Room temperature phosphorescence (RTP) is a unique photophysical phenomenon. After removing the excitation light source, RTP related materials can emit for several seconds to several hours with a long lifespan. RTP materials have characteristics such as large Stokes shift and long luminescence lifetime, and have application prospects in fields such as information encryption, biological imaging, and chemical sensing. Compared with widely used fluorescent labels, RTP materials have additional time dimensions and richer optical tunability, exhibiting higher concealment and difficulty in replication in multi-level information encoding, making them more suitable for high-level information encryption and anti-counterfeiting. In recent years, the RTP field has developed rapidly, but manipulating RTP performance on demand and efficiently remains a challenge.

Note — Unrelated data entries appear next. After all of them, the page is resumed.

//! Fixed timestep game tick
//!
//! One tick: consume the frame's input events, step the physics world,
//! apply alien removals the collision dispatcher claimed, then run the
//! ball-lost/game-over transitions. Deterministic given identical state and
//! inputs.

use glam::Vec2;
use serde::{Deserialize, Serialize};

use super::entities::{FlipperSide, Playfield};
use super::state::{GamePhase, GameState};
use crate::Tuning;
use crate::phys::{
    BodyId, CollisionCategory, CollisionDispatcher, ContactAction, ShapeId, WorldError,
};

/// Keys the game understands
#[derive(Debug, Clone, Copy, PartialEq, Eq, Serialize, Deserialize)]
pub enum Key {
    Flipper(FlipperSide),
    Launch,
}

/// One input event, delivered in arrival order
#[derive(Debug, Clone, Copy, PartialEq, Eq, Serialize, Deserialize)]
pub enum InputEvent {
    Quit,
    KeyDown(Key),
    KeyUp(Key),
}

/// What a tick reported back to the shell
#[derive(Debug, Clone, Copy, Default)]
pub struct TickOutcome {
    /// The player asked to quit
    pub quit: bool,
}

/// Per-step contact side effects recorded by dispatch handlers.
///
/// Handlers cannot mutate the stepping world, so destroyed aliens are
/// claimed here and removed right after `step` returns. A shape can be
/// claimed at most once per step.
#[derive(Debug, Default)]
pub struct ContactEvents {
    destroyed: Vec<(BodyId, ShapeId)>,
}

impl ContactEvents {
    fn already_claimed(&self, shape: ShapeId) -> bool {
        self.destroyed.iter().any(|(_, s)| *s == shape)
    }
}

/// Dispatcher for this game: ball-vs-alien destroys the alien, and the ball
/// still bounces off it (the contact resolves normally).
fn build_dispatcher() -> CollisionDispatcher<ContactEvents> {
    let mut dispatcher = CollisionDispatcher::new();
    dispatcher.register(
        CollisionCategory::Ball,
        CollisionCategory::Alien,
        |events: &mut ContactEvents, _ball, alien| {
            if events.already_claimed(alien.id) {
                // Second contact with an alien already destroyed this step
                return ContactAction::Suppress;
            }
            events.destroyed.push((alien.body, alien.id));
            ContactAction::Resolve
        },
    );
    dispatcher
}

/// The whole game: table, state machine and collision dispatch
pub struct Game {
    pub playfield: Playfield,
    pub state: GameState,
    pub tuning: Tuning,
    dispatcher: CollisionDispatcher<ContactEvents>,
    events: ContactEvents,
}

impl Game {
    pub fn new(tuning: Tuning) -> Result<Self, WorldError> {
        let playfield = Playfield::new(&tuning)?;
        let state = GameState::new(tuning.starting_balls, tuning.points_per_alien);
        Ok(Self {
            playfield,
            state,
            tuning,
            dispatcher: build_dispatcher(),
            events: ContactEvents::default(),
        })
    }

    /// Current derived score
    pub fn score(&self) -> u32 {
        self.state.score(&self.playfield.aliens)
    }

    /// Advance the game by one fixed timestep
    pub fn tick(&mut self, inputs: &[InputEvent], dt: f32) -> TickOutcome {
        let mut outcome = TickOutcome::default();

        if self.state.is_game_over() {
            // Terminal: only quit still means anything
            outcome.quit = inputs.contains(&InputEvent::Quit);
            return outcome;
        }

        for event in inputs {
            match *event {
                InputEvent::Quit => outcome.quit = true,
                InputEvent::KeyDown(Key::Flipper(side)) => {
                    let flipper = *self.playfield.flipper(side);
                    flipper.activate(&mut self.playfield.world, self.tuning.flip_rate);
                }
                InputEvent::KeyUp(Key::Flipper(side)) => {
                    let flipper = *self.playfield.flipper(side);
                    flipper.release(&mut self.playfield.world, self.tuning.return_rate);
                }
                InputEvent::KeyDown(Key::Launch) => {
                    // Only a ball waiting off-playfield can be served
                    let ball_pos = self.playfield.ball.position(&self.playfield.world);
                    if ball_pos.y > self.tuning.lower_bound() {
                        let load = self.playfield.launcher.load_position();
                        self.playfield.ball.reset_to(&mut self.playfield.world, load);
                        self.playfield
                            .launcher
                            .set_velocity(&mut self.playfield.world, self.tuning.launch_velocity);
                    }
                }
                InputEvent::KeyUp(Key::Launch) => {
                    self.playfield
                        .launcher
                        .set_velocity(&mut self.playfield.world, Vec2::ZERO);
                }
            }
        }

        self.events.destroyed.clear();
        self.playfield
            .world
            .step(dt, &mut self.dispatcher, &mut self.events);

        // Apply claimed alien removals. The registry drop is idempotent, so
        // a stale claim cannot remove twice.
        for (body, shape) in std::mem::take(&mut self.events.destroyed) {
            if self.playfield.aliens.remove_by_shape(shape).is_some() {
                self.playfield.world.remove_body(body);
                log::debug!(
                    "alien destroyed, {} remain, score {}",
                    self.playfield.aliens.live_count(),
                    self.score()
                );
            }
        }

        self.state.time_ticks += 1;

        // Ball drained off the bottom
        let ball_pos = self.playfield.ball.position(&self.playfield.world);
        if ball_pos.y > self.tuning.lower_bound() && self.state.phase == GamePhase::Playing {
            let load = self.playfield.launcher.load_position();
            if self.state.lose_ball() {
                self.playfield.ball.reset_to(&mut self.playfield.world, load);
            }
        }

        outcome
    }

    pub fn snapshot(&self) -> FrameSnapshot {
        FrameSnapshot::capture(self)
    }
}

/// Read-only per-frame view for the render adapter
#[derive(Debug, Clone, Serialize)]
pub struct FrameSnapshot {
    pub ball_pos: Vec2,
    pub ball_radius: f32,
    pub flippers: Vec<FlipperView>,
    /// Wall segment endpoints
    pub walls: Vec<(Vec2, Vec2)>,
    pub aliens: Vec<AlienView>,
    pub launcher_pos: Vec2,
    pub score: u32,
    pub balls_remaining: u32,
    pub game_over: bool,
}

#[derive(Debug, Clone, Serialize)]
pub struct FlipperView {
    pub side: FlipperSide,
    pub pivot: Vec2,
    /// Body angle wrapped to `[-π, π)`
    pub angle: f32,
}

#[derive(Debug, Clone, Serialize)]
pub struct AlienView {
    pub pos: Vec2,
    pub radius: f32,
}

impl FrameSnapshot {
    pub fn capture(game: &Game) -> Self {
        let playfield = &game.playfield;
        let world = &playfield.world;
        Self {
            ball_pos: playfield.ball.position(world),
            ball_radius: playfield.ball.radius,
            flippers: [playfield.left_flipper, playfield.right_flipper]
                .iter()
                .map(|f| FlipperView {
                    side: f.side,
                    pivot: f.pivot,
                    angle: crate::normalize_angle(f.angle(world)),
                })
                .collect(),
            walls: playfield.walls.iter().map(|w| (w.a, w.b)).collect(),
            aliens: playfield
                .aliens
                .live()
                .iter()
                .map(|a| AlienView {
                    pos: a.pos,
                    radius: a.radius,
                })
                .collect(),
            launcher_pos: playfield.launcher.pos,
            score: game.score(),
            balls_remaining: game.state.balls_remaining,
            game_over: game.state.is_game_over(),
        }
    }
}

In addition, further research and optimization are needed on how to integrate multi-color fluorescence and precisely adjustable afterglow for multi-level information encoding to improve encryption security.

In recent years, Chen Tao, a researcher of the Intelligent Polymer Materials Team of the Key Laboratory of Marine Key Materials, Ningbo Institute of Materials Technology and Engineering, Chinese Academy of Sciences, and Yin Guangqiang, an assistant researcher, have devoted themselves to the controllable construction of composite light-emitting (fluorescent, phosphorescent) materials using supramolecular dynamic interactions and their applications in information storage and encryption, camouflage and anti-counterfeiting.

Recently, the team reported on a strategy for precise control of organic room temperature phosphorescence material properties through lanthanide metal coordination, achieving customized fluorescence and phosphorescence performance, and establishing a high security level of multi-level information encryption and anti-counterfeiting applications. Lanthanide metal ions such as europium and terbium (Ln3+) exhibit forbidden transition processes, which typically require the use of organic ligands with high molar coefficients to sensitize Ln3+for efficient luminescence. This process is called antenna effect. The process of ligand to metal photosensitive energy transfer originates from the triplet state of organic ligands to the high-energy excited state of Ln3+, which competes with the pathway of organic triplet exciton radiation transition to the ground state to form phosphorescence. Therefore, the study integrates Ln3+receptors with long-lived organic phosphorescent donors and introduces this competitive mechanism into long-lived luminescent systems to manipulate RTP performance and achieve customized optical performance. The performance of the lanthanide doped RTP materials obtained by this research institute is highly dependent on the amount of lanthanide metal ions introduced. By adjusting the Ln3+doping amount, specific fluorescence and phosphorescence properties can be obtained as needed. Meanwhile, considering the advantages of precisely customized phosphorescence performance and multi-color tunable fluorescence of the material, the team has established a multi-level information encoding system with high security level, including fluorescence misleading, spatiotemporal resolution anti-counterfeiting, fluorescence phosphorescence dual-mode encrypted lattice, etc. This achievement provides a new approach for precise regulation of organic RTP performance and expands the application of composite optical materials in advanced information security and anti-counterfeiting.